Start of DATASET EXTRACT

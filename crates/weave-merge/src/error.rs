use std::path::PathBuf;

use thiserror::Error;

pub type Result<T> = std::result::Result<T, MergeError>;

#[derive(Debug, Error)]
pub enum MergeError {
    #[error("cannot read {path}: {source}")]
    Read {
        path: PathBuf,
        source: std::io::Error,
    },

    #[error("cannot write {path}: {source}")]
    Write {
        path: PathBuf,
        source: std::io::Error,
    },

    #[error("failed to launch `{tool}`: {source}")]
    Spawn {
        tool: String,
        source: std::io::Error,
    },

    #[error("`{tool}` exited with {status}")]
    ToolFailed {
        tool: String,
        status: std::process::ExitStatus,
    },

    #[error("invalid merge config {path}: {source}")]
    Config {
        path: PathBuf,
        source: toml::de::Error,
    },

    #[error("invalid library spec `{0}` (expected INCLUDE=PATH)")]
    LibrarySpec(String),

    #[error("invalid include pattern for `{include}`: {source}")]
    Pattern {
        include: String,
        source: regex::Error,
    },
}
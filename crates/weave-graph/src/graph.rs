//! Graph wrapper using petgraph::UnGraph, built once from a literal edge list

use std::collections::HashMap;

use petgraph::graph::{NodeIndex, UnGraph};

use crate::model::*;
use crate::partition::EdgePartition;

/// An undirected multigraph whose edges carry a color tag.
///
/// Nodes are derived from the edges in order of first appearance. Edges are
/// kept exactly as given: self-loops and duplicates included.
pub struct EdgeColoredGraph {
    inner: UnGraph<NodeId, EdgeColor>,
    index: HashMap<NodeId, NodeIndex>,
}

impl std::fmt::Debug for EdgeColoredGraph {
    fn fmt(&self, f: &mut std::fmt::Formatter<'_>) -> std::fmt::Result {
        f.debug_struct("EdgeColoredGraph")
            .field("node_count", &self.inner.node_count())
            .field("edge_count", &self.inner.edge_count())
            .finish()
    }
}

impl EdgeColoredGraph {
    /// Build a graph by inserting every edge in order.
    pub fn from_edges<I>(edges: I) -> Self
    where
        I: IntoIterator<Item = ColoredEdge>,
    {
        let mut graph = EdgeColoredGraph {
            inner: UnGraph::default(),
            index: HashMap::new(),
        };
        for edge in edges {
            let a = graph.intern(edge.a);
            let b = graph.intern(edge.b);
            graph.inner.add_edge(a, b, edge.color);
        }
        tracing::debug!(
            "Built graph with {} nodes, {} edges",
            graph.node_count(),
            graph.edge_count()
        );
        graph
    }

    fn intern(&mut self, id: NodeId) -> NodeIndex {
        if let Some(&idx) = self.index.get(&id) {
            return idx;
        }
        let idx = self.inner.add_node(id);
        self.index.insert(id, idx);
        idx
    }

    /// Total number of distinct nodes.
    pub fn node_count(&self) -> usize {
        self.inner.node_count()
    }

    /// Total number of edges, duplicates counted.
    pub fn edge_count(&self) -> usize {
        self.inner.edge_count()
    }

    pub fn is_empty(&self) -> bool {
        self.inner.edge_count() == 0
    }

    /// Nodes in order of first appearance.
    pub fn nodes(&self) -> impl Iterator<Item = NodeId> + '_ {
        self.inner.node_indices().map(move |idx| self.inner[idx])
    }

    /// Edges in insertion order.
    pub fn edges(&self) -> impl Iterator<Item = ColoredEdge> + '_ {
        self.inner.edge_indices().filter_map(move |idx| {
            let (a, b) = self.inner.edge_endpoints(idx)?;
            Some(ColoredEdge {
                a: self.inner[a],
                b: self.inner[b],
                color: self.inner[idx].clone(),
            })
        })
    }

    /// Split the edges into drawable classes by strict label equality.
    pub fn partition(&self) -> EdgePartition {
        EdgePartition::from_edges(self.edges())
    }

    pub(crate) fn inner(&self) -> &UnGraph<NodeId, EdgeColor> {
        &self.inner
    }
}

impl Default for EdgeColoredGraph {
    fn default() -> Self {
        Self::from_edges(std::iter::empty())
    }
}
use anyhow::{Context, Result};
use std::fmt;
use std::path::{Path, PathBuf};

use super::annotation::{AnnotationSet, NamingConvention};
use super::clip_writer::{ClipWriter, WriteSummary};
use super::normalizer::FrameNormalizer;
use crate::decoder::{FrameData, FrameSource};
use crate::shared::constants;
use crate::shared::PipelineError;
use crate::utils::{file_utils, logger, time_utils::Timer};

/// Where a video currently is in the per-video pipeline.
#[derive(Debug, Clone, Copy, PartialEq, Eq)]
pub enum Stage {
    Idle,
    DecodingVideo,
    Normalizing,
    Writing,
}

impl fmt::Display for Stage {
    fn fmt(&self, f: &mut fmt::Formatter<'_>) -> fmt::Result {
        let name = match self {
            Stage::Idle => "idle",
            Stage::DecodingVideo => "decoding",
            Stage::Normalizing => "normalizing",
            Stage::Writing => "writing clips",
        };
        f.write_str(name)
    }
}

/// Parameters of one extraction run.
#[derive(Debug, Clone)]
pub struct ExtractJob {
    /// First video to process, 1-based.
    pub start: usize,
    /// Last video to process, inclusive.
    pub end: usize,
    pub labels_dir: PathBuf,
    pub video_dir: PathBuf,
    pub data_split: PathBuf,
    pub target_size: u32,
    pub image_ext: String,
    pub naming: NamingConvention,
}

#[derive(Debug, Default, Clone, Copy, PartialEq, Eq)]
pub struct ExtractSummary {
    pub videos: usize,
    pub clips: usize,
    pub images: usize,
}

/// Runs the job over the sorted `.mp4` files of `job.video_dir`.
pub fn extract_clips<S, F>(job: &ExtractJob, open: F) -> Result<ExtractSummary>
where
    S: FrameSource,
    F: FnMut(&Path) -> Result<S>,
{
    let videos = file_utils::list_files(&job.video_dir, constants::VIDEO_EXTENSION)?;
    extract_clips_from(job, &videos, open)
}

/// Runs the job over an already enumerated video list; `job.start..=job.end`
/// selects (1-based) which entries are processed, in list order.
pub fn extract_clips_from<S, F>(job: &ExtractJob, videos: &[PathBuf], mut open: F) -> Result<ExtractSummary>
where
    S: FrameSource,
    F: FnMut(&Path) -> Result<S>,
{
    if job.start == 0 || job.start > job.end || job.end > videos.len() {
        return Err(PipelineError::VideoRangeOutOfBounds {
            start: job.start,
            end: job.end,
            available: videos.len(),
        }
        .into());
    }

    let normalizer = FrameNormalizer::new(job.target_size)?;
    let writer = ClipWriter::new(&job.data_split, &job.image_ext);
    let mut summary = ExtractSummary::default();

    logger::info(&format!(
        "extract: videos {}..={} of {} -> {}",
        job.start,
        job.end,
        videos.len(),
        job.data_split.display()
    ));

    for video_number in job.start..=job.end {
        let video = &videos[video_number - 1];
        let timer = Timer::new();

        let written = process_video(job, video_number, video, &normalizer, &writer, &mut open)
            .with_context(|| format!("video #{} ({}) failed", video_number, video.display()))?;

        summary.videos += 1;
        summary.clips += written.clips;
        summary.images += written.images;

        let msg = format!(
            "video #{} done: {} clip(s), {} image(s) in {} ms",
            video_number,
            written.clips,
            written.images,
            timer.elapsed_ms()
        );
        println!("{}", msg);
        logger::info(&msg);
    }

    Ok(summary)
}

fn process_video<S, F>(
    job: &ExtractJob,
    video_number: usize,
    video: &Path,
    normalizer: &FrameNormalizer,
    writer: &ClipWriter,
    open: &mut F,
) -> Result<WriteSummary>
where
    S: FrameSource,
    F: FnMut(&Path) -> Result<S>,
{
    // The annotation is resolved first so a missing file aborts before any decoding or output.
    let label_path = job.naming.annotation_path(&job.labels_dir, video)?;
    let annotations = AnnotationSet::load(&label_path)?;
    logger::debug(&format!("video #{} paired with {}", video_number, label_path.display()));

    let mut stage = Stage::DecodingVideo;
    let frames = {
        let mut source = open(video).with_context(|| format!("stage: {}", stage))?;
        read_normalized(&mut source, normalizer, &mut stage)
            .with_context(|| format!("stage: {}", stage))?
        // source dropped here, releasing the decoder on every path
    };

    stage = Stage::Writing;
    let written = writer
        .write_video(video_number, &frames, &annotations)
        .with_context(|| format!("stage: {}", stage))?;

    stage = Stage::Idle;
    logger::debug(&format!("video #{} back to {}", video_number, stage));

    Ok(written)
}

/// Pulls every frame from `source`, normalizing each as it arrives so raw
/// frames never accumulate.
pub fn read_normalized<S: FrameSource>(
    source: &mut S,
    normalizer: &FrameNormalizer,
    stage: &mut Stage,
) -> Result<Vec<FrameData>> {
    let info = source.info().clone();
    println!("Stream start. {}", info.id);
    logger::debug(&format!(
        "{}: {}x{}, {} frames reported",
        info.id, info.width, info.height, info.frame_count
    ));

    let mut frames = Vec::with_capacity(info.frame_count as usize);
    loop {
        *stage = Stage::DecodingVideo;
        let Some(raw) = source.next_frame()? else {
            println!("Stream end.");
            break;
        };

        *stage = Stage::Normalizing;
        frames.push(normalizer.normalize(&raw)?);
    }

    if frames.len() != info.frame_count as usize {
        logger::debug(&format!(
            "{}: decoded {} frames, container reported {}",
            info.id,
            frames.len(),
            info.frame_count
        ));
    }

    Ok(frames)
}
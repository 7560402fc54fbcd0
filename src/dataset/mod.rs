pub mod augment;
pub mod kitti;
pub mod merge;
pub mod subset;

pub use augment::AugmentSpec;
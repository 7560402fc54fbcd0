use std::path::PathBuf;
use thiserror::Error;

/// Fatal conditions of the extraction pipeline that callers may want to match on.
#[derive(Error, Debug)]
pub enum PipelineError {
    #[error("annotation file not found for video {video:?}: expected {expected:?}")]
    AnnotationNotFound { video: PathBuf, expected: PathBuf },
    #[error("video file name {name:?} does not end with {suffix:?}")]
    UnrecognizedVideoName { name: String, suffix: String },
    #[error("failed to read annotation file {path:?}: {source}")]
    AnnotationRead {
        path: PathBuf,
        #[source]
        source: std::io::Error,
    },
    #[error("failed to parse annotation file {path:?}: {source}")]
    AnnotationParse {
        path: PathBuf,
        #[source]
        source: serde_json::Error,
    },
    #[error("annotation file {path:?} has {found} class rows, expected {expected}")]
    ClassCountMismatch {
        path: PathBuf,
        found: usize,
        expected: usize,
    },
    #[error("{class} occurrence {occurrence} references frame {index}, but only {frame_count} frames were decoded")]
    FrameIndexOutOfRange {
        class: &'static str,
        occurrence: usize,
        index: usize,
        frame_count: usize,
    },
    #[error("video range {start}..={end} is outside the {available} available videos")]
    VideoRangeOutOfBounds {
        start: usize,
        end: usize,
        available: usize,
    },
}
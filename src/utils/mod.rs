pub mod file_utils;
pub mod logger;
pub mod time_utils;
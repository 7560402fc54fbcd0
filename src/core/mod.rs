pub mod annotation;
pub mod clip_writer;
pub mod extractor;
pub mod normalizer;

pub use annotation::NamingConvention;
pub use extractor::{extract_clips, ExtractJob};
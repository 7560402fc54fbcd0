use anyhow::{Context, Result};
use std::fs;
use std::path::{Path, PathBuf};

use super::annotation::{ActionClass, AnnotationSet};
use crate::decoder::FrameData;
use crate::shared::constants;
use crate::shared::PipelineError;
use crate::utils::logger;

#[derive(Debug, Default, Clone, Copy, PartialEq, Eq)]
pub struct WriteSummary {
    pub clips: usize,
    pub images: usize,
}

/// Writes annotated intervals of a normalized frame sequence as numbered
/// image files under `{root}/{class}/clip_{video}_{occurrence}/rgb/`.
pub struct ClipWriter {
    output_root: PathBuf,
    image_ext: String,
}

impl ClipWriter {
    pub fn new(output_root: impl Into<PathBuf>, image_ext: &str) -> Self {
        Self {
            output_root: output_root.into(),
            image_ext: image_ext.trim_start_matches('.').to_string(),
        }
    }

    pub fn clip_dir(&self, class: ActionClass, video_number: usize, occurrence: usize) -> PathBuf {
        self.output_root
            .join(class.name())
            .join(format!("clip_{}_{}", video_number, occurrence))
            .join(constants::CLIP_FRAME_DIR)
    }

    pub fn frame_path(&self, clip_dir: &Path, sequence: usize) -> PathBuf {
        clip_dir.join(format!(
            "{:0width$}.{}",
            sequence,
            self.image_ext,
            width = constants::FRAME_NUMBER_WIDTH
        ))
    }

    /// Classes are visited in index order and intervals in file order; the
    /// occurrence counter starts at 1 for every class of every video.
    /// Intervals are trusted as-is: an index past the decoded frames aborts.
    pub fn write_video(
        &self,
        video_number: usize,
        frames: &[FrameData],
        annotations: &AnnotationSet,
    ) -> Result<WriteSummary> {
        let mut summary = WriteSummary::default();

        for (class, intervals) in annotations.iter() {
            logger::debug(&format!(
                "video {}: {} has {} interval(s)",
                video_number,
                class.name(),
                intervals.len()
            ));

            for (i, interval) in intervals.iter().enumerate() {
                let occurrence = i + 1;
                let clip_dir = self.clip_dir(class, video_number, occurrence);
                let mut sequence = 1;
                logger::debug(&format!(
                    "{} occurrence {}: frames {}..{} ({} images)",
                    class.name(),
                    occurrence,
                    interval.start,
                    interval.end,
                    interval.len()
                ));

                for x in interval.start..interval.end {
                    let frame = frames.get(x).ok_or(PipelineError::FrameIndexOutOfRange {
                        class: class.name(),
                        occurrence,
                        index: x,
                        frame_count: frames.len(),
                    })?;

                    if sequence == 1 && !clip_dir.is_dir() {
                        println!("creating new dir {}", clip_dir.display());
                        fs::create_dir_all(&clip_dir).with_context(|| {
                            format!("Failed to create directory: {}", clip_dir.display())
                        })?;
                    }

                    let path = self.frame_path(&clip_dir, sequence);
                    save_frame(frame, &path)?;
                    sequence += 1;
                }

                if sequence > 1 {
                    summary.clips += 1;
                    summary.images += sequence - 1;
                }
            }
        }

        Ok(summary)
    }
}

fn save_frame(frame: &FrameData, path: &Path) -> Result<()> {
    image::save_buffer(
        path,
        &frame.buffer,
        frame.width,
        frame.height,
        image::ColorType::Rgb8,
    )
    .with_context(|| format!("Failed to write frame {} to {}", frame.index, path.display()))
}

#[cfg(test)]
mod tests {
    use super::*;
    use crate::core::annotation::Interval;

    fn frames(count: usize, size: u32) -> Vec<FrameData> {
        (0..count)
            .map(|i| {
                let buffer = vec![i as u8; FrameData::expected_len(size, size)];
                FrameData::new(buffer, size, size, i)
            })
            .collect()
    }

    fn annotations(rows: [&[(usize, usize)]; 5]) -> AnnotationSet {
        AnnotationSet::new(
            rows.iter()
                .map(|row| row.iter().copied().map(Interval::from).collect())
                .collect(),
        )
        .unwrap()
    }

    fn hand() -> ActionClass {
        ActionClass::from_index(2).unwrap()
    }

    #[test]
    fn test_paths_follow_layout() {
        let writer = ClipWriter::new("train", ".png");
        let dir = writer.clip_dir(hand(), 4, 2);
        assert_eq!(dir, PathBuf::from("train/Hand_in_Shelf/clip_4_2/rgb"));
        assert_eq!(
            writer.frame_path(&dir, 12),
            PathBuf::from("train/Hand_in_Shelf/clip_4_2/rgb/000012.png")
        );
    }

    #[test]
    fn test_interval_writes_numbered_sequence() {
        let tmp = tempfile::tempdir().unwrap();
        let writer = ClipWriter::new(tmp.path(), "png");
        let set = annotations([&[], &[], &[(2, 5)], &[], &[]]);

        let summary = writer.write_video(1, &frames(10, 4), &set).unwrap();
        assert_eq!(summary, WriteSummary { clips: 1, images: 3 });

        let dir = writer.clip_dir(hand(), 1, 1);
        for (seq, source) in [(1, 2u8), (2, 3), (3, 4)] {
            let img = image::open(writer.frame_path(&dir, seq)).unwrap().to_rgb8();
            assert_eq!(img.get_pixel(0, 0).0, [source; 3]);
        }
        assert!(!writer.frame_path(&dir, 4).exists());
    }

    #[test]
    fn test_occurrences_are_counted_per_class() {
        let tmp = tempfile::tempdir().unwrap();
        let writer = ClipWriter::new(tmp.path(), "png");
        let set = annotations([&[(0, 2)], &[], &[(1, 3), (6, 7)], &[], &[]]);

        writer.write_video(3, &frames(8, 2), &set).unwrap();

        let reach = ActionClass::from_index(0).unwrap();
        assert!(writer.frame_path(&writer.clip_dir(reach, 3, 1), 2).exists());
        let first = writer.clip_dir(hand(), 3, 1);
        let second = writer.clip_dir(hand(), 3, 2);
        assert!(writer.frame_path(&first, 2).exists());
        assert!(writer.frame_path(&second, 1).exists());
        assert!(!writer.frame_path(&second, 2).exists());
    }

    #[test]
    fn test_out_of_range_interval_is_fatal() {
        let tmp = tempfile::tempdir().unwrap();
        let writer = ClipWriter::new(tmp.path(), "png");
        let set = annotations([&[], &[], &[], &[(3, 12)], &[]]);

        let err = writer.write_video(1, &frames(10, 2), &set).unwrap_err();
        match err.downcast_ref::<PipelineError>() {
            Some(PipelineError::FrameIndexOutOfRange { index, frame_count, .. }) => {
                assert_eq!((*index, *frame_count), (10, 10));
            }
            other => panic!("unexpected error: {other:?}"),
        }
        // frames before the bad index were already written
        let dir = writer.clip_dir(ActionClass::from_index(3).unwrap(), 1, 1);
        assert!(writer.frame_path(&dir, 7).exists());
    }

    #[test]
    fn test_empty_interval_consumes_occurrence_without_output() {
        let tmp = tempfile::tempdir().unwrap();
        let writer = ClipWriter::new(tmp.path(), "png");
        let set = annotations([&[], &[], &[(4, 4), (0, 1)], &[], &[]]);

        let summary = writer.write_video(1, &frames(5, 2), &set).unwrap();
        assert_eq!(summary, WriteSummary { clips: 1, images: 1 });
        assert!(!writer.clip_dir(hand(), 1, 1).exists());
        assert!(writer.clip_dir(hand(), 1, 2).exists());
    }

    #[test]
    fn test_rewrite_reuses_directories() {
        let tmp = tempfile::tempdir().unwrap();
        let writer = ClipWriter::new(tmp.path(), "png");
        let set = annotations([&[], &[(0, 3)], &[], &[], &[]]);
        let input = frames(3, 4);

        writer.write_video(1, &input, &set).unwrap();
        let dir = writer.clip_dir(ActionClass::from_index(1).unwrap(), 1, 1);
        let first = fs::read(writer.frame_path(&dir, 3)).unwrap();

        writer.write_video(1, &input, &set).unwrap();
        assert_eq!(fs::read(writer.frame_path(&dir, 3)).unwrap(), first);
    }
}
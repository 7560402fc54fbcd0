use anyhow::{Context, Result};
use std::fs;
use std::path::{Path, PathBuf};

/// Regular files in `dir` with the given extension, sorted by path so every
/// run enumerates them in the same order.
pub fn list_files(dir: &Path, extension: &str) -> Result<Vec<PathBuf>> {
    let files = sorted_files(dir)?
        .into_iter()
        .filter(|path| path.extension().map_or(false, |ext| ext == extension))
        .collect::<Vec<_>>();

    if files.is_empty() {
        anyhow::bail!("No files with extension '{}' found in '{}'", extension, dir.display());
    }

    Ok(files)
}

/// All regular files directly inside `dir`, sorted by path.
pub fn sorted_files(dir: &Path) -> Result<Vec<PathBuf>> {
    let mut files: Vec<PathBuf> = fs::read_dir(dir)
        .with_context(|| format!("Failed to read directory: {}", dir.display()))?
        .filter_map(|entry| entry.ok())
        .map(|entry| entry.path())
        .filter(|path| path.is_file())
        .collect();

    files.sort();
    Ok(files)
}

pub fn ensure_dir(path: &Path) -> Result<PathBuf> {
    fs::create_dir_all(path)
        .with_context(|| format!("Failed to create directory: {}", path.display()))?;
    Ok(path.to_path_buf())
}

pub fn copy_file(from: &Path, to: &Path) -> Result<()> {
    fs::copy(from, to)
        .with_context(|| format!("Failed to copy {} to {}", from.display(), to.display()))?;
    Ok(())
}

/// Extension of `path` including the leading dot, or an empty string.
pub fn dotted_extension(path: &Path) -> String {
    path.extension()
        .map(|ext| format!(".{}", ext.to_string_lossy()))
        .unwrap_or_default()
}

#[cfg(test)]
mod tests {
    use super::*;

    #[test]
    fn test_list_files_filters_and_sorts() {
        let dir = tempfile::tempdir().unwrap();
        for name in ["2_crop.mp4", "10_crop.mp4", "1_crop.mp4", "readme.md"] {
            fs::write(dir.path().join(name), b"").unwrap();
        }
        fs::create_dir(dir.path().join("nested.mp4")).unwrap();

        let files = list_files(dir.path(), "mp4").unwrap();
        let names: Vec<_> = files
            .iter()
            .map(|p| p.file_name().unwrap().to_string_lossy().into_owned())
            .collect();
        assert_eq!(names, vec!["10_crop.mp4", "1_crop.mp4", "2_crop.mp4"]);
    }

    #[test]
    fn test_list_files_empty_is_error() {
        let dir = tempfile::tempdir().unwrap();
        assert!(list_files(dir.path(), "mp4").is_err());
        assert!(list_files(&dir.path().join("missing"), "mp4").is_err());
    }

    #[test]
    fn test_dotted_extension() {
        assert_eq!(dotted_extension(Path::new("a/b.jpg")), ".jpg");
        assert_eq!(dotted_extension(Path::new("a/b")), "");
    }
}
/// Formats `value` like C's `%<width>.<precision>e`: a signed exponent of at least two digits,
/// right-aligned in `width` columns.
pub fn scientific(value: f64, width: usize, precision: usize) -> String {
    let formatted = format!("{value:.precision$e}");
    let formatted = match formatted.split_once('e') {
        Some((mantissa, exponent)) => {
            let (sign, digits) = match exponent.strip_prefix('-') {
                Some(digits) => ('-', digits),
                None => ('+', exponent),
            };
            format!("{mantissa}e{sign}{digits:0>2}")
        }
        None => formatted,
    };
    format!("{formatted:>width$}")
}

End of DATASET EXTRACT

**PROBLEM TO SOLVE:**
From the listing above, copy every line that holds the string "impl".

**ANSWER SPACE:**
impl std::fmt::Debug for EdgeColoredGraph {
impl EdgeColoredGraph {
    pub fn nodes(&self) -> impl Iterator<Item = NodeId> + '_ {
    pub fn edges(&self) -> impl Iterator<Item = ColoredEdge> + '_ {
impl Default for EdgeColoredGraph {
impl fmt::Display for Stage {
impl ClipWriter {
    pub fn new(output_root: impl Into<PathBuf>, image_ext: &str) -> Self {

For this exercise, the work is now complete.